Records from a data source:
□ □ □ □ □

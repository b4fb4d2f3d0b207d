//! Feature removal and initialization.
//!
//! Removal runs after each update, initialization after the anchor reset
//! so new features are expressed in the current anchor. Both keep the slot
//! arena and the covariance consistent: a freed or newly claimed slot has
//! its covariance rows and columns reset to the feature prior.

use nalgebra::Vector2;
use tracing::debug;

use super::feature::TrackStatus;
use super::state::{FeatureMean, FilterState};
use super::update::predict_pixel;
use crate::camera::Camera;
use crate::config::FilterConfig;
use crate::geometry::Bearing;
use crate::vision::{detect_corners, CornerParams, ImagePyramid, Patch};

/// `(bearing variance, depth variance)` of a new feature seen by `camera`.
pub fn feature_prior(config: &FilterConfig, camera: &Camera) -> (f64, f64) {
    let f = &config.features;
    let bearing_sigma = f.initial_bearing_sigma_px / camera.focal();
    (bearing_sigma * bearing_sigma, f.initial_depth_sigma * f.initial_depth_sigma)
}

/// Why a track is dropped.
#[derive(Debug, Clone, Copy, PartialEq, Eq)]
pub enum RemovalReason {
    Failures,
    OutOfView,
    InvalidDepth,
    LowQuality,
}

fn removal_reason(state: &FilterState, i: usize, config: &FilterConfig) -> Option<RemovalReason> {
    let f = &config.features;
    let slot = state.slots.slot(i);
    let stats = &slot.stats;
    if !state.depth.is_valid(state.mean.features[i].depth) {
        Some(RemovalReason::InvalidDepth)
    } else if stats.status == TrackStatus::OutOfView {
        Some(RemovalReason::OutOfView)
    } else if stats.consecutive_failures > f.max_consecutive_failures {
        Some(RemovalReason::Failures)
    } else if stats.age >= f.min_age_for_quality && stats.quality() < f.min_track_quality {
        Some(RemovalReason::LowQuality)
    } else {
        None
    }
}

/// Free slot `i` and reset its mean and covariance to the prior.
pub fn remove_feature(state: &mut FilterState, i: usize, config: &FilterConfig, prior: (f64, f64)) {
    state.slots.release(i);
    state.mean.features[i] = FeatureMean {
        bearing: Bearing::forward(),
        depth: state.depth.parameter(config.features.initial_distance),
    };
    state.reset_feature_covariance(i, prior.0, prior.1);
}

/// Drop unreliable tracks. Returns the number removed.
pub fn prune(state: &mut FilterState, cameras: &[Camera], config: &FilterConfig) -> usize {
    let mut removed = 0;
    for i in 0..state.slots.capacity() {
        if !state.slots.slot(i).valid {
            continue;
        }
        if let Some(reason) = removal_reason(state, i, config) {
            let slot = state.slots.slot(i);
            debug!("removing feature {} (slot {}): {:?}", slot.id, i, reason);
            let prior = feature_prior(config, &cameras[slot.camera]);
            remove_feature(state, i, config, prior);
            removed += 1;
        }
    }
    removed
}

/// True if a level-0 `pixel` leaves room for every pyramid patch and the
/// configured border.
fn fits_all_levels(
    pixel: &Vector2<f64>,
    camera: &Camera,
    pyramid: &ImagePyramid,
    config: &FilterConfig,
) -> bool {
    if !camera.contains(pixel, config.features.border_margin_px) {
        return false;
    }
    (0..pyramid.n_levels()).all(|l| {
        let level = pyramid.level(l);
        let center = ImagePyramid::to_level(pixel, l);
        Patch::fits(level.width(), level.height(), &center, config.patch_size)
    })
}

/// Fill free slots with corners detected in camera `camera_idx`. Returns
/// the number of features added.
pub fn add_features(
    state: &mut FilterState,
    camera_idx: usize,
    camera: &Camera,
    pyramid: &ImagePyramid,
    config: &FilterConfig,
) -> usize {
    if state.slots.first_free().is_none() {
        return 0;
    }
    let f = &config.features;
    let level = f.detection_level.min(pyramid.n_levels() - 1);
    let params = CornerParams {
        window_half: f.corner_window_half,
        bucket_size: f.bucket_size_px,
        min_score: f.min_corner_score,
        border: 1,
    };
    let candidates = detect_corners(pyramid.level(level), level, &params);

    // Pixels of everything already tracked by this camera.
    let mut taken: Vec<Vector2<f64>> = state
        .slots
        .valid_for_camera(camera_idx)
        .into_iter()
        .filter_map(|i| predict_pixel(&state.mean, i, camera_idx, camera, state.depth).ok())
        .map(|p| p.pixel)
        .collect();

    let prior = feature_prior(config, camera);
    let min_distance = f.min_feature_distance_px;
    let extrinsic = state.mean.extrinsics[camera_idx];
    let body = state.mean.robocentric_pose();
    let mut added = 0;

    for candidate in candidates {
        let Some(i) = state.slots.first_free() else {
            break;
        };
        let pixel = candidate.pixel;
        if !fits_all_levels(&pixel, camera, pyramid, config) {
            continue;
        }
        if taken.iter().any(|p| (p - pixel).norm() < min_distance) {
            continue;
        }
        let Ok(ray) = camera.unproject(&pixel) else {
            continue;
        };

        let p_b = extrinsic.transform_point(&(ray * f.initial_distance));
        let p_a = body.transform_point(&p_b);
        let Some(bearing) = Bearing::from_vector(&p_a) else {
            continue;
        };

        let id = state.slots.claim(i, camera_idx, state.anchor_epoch);
        let slot = state.slots.slot_mut(i);
        let captured = slot.patches.iter_mut().enumerate().all(|(l, patch)| {
            patch.extract_into(pyramid.level(l), &ImagePyramid::to_level(&pixel, l), l).is_ok()
        });
        if !captured {
            state.slots.release(i);
            continue;
        }
        slot.last_pixel = Some(pixel);
        state.mean.features[i] = FeatureMean { bearing, depth: state.depth.parameter(p_a.norm()) };
        state.reset_feature_covariance(i, prior.0, prior.1);
        debug!(
            "added feature {} in slot {} at ({:.1}, {:.1}), score {:.1}",
            id, i, pixel.x, pixel.y, candidate.score
        );
        taken.push(pixel);
        added += 1;
    }
    added
}
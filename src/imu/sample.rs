//! IMU samples and gravity alignment.

use nalgebra::{UnitQuaternion, Vector3};

/// Standard gravity magnitude (m/s^2).
pub const GRAVITY_MAGNITUDE: f64 = 9.81;

/// Specific-force norm below which a sample cannot define "up".
const MIN_ALIGNMENT_ACCEL: f64 = 1e-3;

/// Single IMU measurement, expressed in the body (IMU) frame.
#[derive(Debug, Clone, Copy, PartialEq)]
pub struct ImuSample {
    pub timestamp_s: f64,
    pub accel: Vector3<f64>,
    pub gyro: Vector3<f64>,
}

impl ImuSample {
    pub fn new(timestamp_s: f64, accel: Vector3<f64>, gyro: Vector3<f64>) -> Self {
        Self { timestamp_s, accel, gyro }
    }

    pub fn is_finite(&self) -> bool {
        self.timestamp_s.is_finite()
            && self.accel.iter().all(|v| v.is_finite())
            && self.gyro.iter().all(|v| v.is_finite())
    }
}

/// Gravity vector in the world frame for a given magnitude (z up).
pub fn gravity_world(magnitude: f64) -> Vector3<f64> {
    Vector3::new(0.0, 0.0, -magnitude)
}

/// World-from-body attitude whose z axis is aligned with the measured
/// specific force, assuming the body is at rest. Yaw is left at zero.
///
/// Returns `None` if the accelerometer reading is too small to define a
/// direction.
pub fn gravity_aligned_attitude(accel: &Vector3<f64>) -> Option<UnitQuaternion<f64>> {
    let norm = accel.norm();
    if !norm.is_finite() || norm < MIN_ALIGNMENT_ACCEL {
        return None;
    }
    let up = Vector3::new(0.0, 0.0, 1.0);
    let q = UnitQuaternion::rotation_between(&(accel / norm), &up).unwrap_or_else(|| {
        UnitQuaternion::from_axis_angle(&Vector3::x_axis(), std::f64::consts::PI)
    });
    // Remove the yaw component so the heading starts at zero.
    let (roll, pitch, _) = q.euler_angles();
    Some(UnitQuaternion::from_euler_angles(roll, pitch, 0.0))
}

#[cfg(test)]
mod tests {
    use super::*;
    use approx::assert_relative_eq;

    #[test]
    fn test_level_sample_gives_identity() {
        let q = gravity_aligned_attitude(&Vector3::new(0.0, 0.0, GRAVITY_MAGNITUDE)).unwrap();
        assert_relative_eq!(q.angle(), 0.0, epsilon = 1e-12);
    }

    #[test]
    fn test_tilted_sample_maps_specific_force_to_up() {
        let tilt = UnitQuaternion::from_euler_angles(0.2, -0.3, 0.0);
        // At rest the accelerometer reads R_WB^T (0, 0, g).
        let accel = tilt.inverse() * Vector3::new(0.0, 0.0, GRAVITY_MAGNITUDE);
        let q = gravity_aligned_attitude(&accel).unwrap();
        let f_world = q * accel;
        assert_relative_eq!(f_world, Vector3::new(0.0, 0.0, GRAVITY_MAGNITUDE), epsilon = 1e-9);
    }

    #[test]
    fn test_zero_accel_rejected() {
        assert!(gravity_aligned_attitude(&Vector3::zeros()).is_none());
    }
}
#[cfg(test)]
mod tests {
    use super::*;
    use crate::camera::CameraCalibration;
    use crate::filter::numeric::numeric_jacobian;
    use crate::geometry::{Bearing, SE3};
    use approx::assert_relative_eq;
    use nalgebra::UnitQuaternion;

    fn config() -> FilterConfig {
        FilterConfig {
            max_features: 2,
            cameras: vec![CameraCalibration::pinhole(320, 240, 200.0)],
            ..FilterConfig::default()
        }
    }

    #[test]
    fn test_pixel_jacobian_matches_numeric() {
        let config = config();
        let camera = Camera::new(config.cameras[0].clone()).unwrap();
        let extrinsic = SE3::new(
            UnitQuaternion::from_euler_angles(0.02, -0.01, 0.03),
            Vector3::new(0.05, 0.0, 0.01),
        );
        let mut state = FilterState::new(&config, vec![extrinsic], (1e-4, 0.25));
        state.mean.position = Vector3::new(0.1, -0.05, 0.02);
        state.mean.attitude = UnitQuaternion::from_euler_angles(0.05, 0.04, -0.1);
        state.mean.features[1] = crate::filter::state::FeatureMean {
            bearing: Bearing::from_vector(&Vector3::new(0.1, -0.15, 1.0)).unwrap(),
            depth: 0.4,
        };

        for depth in [
            DepthParameterization::Inverse,
            DepthParameterization::Regular,
            DepthParameterization::Log,
        ] {
            let mut mean = state.mean.clone();
            mean.features[1].depth = depth.parameter(2.5);
            let analytic = predict_pixel(&mean, 1, 0, &camera, depth).unwrap().jacobian;
            let dim = mean.layout().dim();
            let numeric = numeric_jacobian(&mean, &[0..dim], 1e-6, |m| {
                let px = predict_pixel(m, 1, 0, &camera, depth).unwrap().pixel;
                DVector::from_vec(vec![px.x, px.y])
            });
            for r in 0..2 {
                for c in 0..dim {
                    assert_relative_eq!(
                        analytic[(r, c)],
                        numeric[(r, c)],
                        epsilon = 1e-4,
                        max_relative = 1e-5
                    );
                }
            }
        }
    }

    #[test]
    fn test_invalid_depth_is_projection_failure() {
        let config = config();
        let camera = Camera::new(config.cameras[0].clone()).unwrap();
        let mut state = FilterState::new(&config, vec![SE3::identity()], (1e-4, 0.25));
        state.mean.features[0].depth = -0.5;
        assert!(predict_pixel(&state.mean, 0, 0, &camera, DepthParameterization::Inverse).is_err());
    }

    #[test]
    fn test_level_schedule_is_coarse_to_fine() {
        let config = config();
        let camera = Camera::new(config.cameras[0].clone()).unwrap();
        let pyramid = ImagePyramid::new(320, 240, config.pyramid_levels);
        let update = PhotometricUpdate {
            config: &config,
            camera_idx: 0,
            camera: &camera,
            pyramid: &pyramid,
        };
        assert_eq!(update.levels_for(0), 3..=3);
        assert_eq!(update.levels_for(1), 2..=3);
        assert_eq!(update.levels_for(3), 0..=3);
        assert_eq!(update.levels_for(9), 0..=3);
    }

    #[test]
    fn test_no_features_skips() {
        let config = config();
        let camera = Camera::new(config.cameras[0].clone()).unwrap();
        let pyramid = ImagePyramid::new(320, 240, config.pyramid_levels);
        let mut state = FilterState::new(&config, vec![SE3::identity()], (1e-4, 0.25));
        let update = PhotometricUpdate {
            config: &config,
            camera_idx: 0,
            camera: &camera,
            pyramid: &pyramid,
        };
        let mut scratch: Vec<Patch> = (0..config.pyramid_levels)
            .map(|_| Patch::new(config.patch_size))
            .collect();
        let report = update.apply(&mut state, 0.0, &mut scratch).unwrap();
        assert_eq!(report.skipped, Some(SkipReason::NoFeatures));
        assert!(report.error().is_none());
    }
}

□ □ □ □ □

Instructions to follow: The answer must hold exactly the lines of the entries above, from the first line through the line that contains "a new feature", and no others.

Solution for this task:
repository b4fb4d2f3d0b207d
//! Feature removal and initialization.
//!
//! Removal runs after each update, initialization after the anchor reset
//! so new features are expressed in the current anchor. Both keep the slot
//! arena and the covariance consistent: a freed or newly claimed slot has
//! its covariance rows and columns reset to the feature prior.

use nalgebra::Vector2;
use tracing::debug;

use super::feature::TrackStatus;
use super::state::{FeatureMean, FilterState};
use super::update::predict_pixel;
use crate::camera::Camera;
use crate::config::FilterConfig;
use crate::geometry::Bearing;
use crate::vision::{detect_corners, CornerParams, ImagePyramid, Patch};

/// `(bearing variance, depth variance)` of a new feature seen by `camera`.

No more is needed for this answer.